Moulton told the Marine Corps Times:

"This is an incredibly important issue that involves the lives of young Americans on our front lines," he said. "I want to see us make a serious, thoughtful decision based on the available data about combat effectiveness." …

Data collected during the study compared integrated teams with all-male teams as they performed a series of combat-related tasks. Researchers found that the mixed-gender teams sustained higher injuries, were slower and less lethal.

The study has drawn criticism by some over its methodology, most notably by Navy Secretary Ray Mabus in a Sept. 25 opinion piece in the Washington Post.

Moulton said releasing the full study would help to dispel these arguments about the research.

He also said the Defense Department needs to be as transparent as possible throughout this process. Any lack of transparency prevents the American public and Congress from weighing in on its Marine Corps’ decision on whether to open combat arms careers to women, Moulton said.

"We already know that women can serve in combat, and they’ve done so admirably, especially in Iraq and Afghanistan," he said. "But when it comes to putting women into units like the infantry, we should be making a decision on what is most combat effective for those units."

Moulton’s experience over four deployments to Iraq as an infantry officer has taught him that integration can be a force multiplier. During two of his deployments, he led gender-integrated teams. Those teams increased his tactical and situational awareness by allowing access to the fifty percent of the local Iraqi population that his men could not reach.

"That is a clear example of where having women in my unit increased our combat effectiveness, but the study is looking at whether women in [military occupational specialties] like the infantry will increase those units’ effectiveness without unnecessarily putting lives at risk," Moulton said. "We need to see the study."

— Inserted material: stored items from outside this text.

//! tunebox: a local music library with a single playback session and
//! MPRIS now-playing integration.

pub mod audio;
pub mod cli;
pub mod config;
pub mod error;
pub mod library;
pub mod mpris;
pub mod now_playing;
pub mod runtime;
pub mod session;

#[cfg(test)]
pub(crate) mod test_support;

pub use error::{Error, Result};
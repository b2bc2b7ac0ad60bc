//! Import sources: user-chosen files that may live outside the library and
//! need an explicit access grant while they are read.

use std::fs::File;
use std::io::{self, Read};
use std::path::PathBuf;

use tracing::debug;

/// A transient, access-scoped reference to a file chosen by the user.
pub trait ScopedSource {
    /// Original file name, used as the name inside the library.
    fn file_name(&self) -> Option<String>;

    /// Acquire read access. Returns `false` when the grant is refused.
    fn start_access(&self) -> bool;

    /// Release a grant obtained by `start_access`.
    fn stop_access(&self);

    fn open(&self) -> io::Result<Box<dyn Read + '_>>;
}

/// Holds a grant for as long as it lives; released on drop.
pub(crate) struct ScopedAccess<'a> {
    source: &'a dyn ScopedSource,
}

impl<'a> ScopedAccess<'a> {
    pub(crate) fn acquire(source: &'a dyn ScopedSource) -> Option<Self> {
        source.start_access().then(|| Self { source })
    }
}

impl Drop for ScopedAccess<'_> {
    fn drop(&mut self) {
        self.source.stop_access();
    }
}

/// A plain filesystem path. Access is granted when the path is a readable file.
#[derive(Debug, Clone)]
pub struct LocalFile {
    path: PathBuf,
}

impl LocalFile {
    pub fn new(path: impl Into<PathBuf>) -> Self {
        Self { path: path.into() }
    }
}

impl ScopedSource for LocalFile {
    fn file_name(&self) -> Option<String> {
        self.path
            .file_name()
            .and_then(|s| s.to_str())
            .map(str::to_string)
    }

    fn start_access(&self) -> bool {
        let ok = self.path.is_file();
        debug!(path = ?self.path, granted = ok, "start access");
        ok
    }

    fn stop_access(&self) {
        debug!(path = ?self.path, "stop access");
    }

    fn open(&self) -> io::Result<Box<dyn Read + '_>> {
        Ok(Box::new(File::open(&self.path)?))
    }
}
//! Command-line interface definition.

use std::path::PathBuf;

use clap::{Parser, Subcommand};

#[derive(Parser, Debug)]
#[command(name = "tunebox")]
#[command(about = "Import, list and play tracks from a local music library")]
pub struct Cli {
    /// Library directory (overrides `library.root` from the config file)
    #[arg(long, global = true, value_name = "DIR")]
    pub library: Option<PathBuf>,

    /// Enable debug logging on stderr
    #[arg(short, long, global = true)]
    pub verbose: bool,

    #[command(subcommand)]
    pub command: Command,
}

#[derive(Subcommand, Debug)]
pub enum Command {
    /// List the tracks in the library
    List,
    /// Copy audio files into the library, overwriting same-named tracks
    Import {
        #[arg(required = true, value_name = "FILE")]
        files: Vec<PathBuf>,
    },
    /// Delete a track by file name
    Delete { name: String },
    /// Play a track by file name with keyboard transport controls
    Play { name: String },
}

Hear, hear. Moulton joins Representative John Kline (R., Minn.), another Marine veteran, in calling for the public release of the study, and it is hard to quibble with their reasoning. If, as the secretary of the Navy has suggested, the Marines conducting the study were determined to arrive at a predetermined, sexist outcome, then the public deserves to know that what has been made public thus far (a four-page executive summary and a leaked assessment of the study's main conclusions) is not to be trusted. But according to reporting late last month from the Washington Post‘s Dan Lamothe, the Marines are not the ones keeping the survey under wraps. Rather, it is the civilian leadership of the Pentagon:

The Marine Corps, which stands by the study, released the summary with officials saying at the time they planned to release about 1,000 pages of related documents in coming days. But that has not occurred, at least in part because Carter’s office asked the Marine Corps not to until he reviews it, defense officials said, speaking on condition of anonymity due to the sensitivity of the topic.

Carter has until January to make his decision on gender integration, and the request that the full report not be released is suspicious. If there is an effort among civilians at the Pentagon to suppress the Marine study because its release would complicate efforts to open these jobs to women, that is obviously unacceptable. The public, not to mention the servicemen and women who are going to be affected by this enormous decision, deserve to see the details.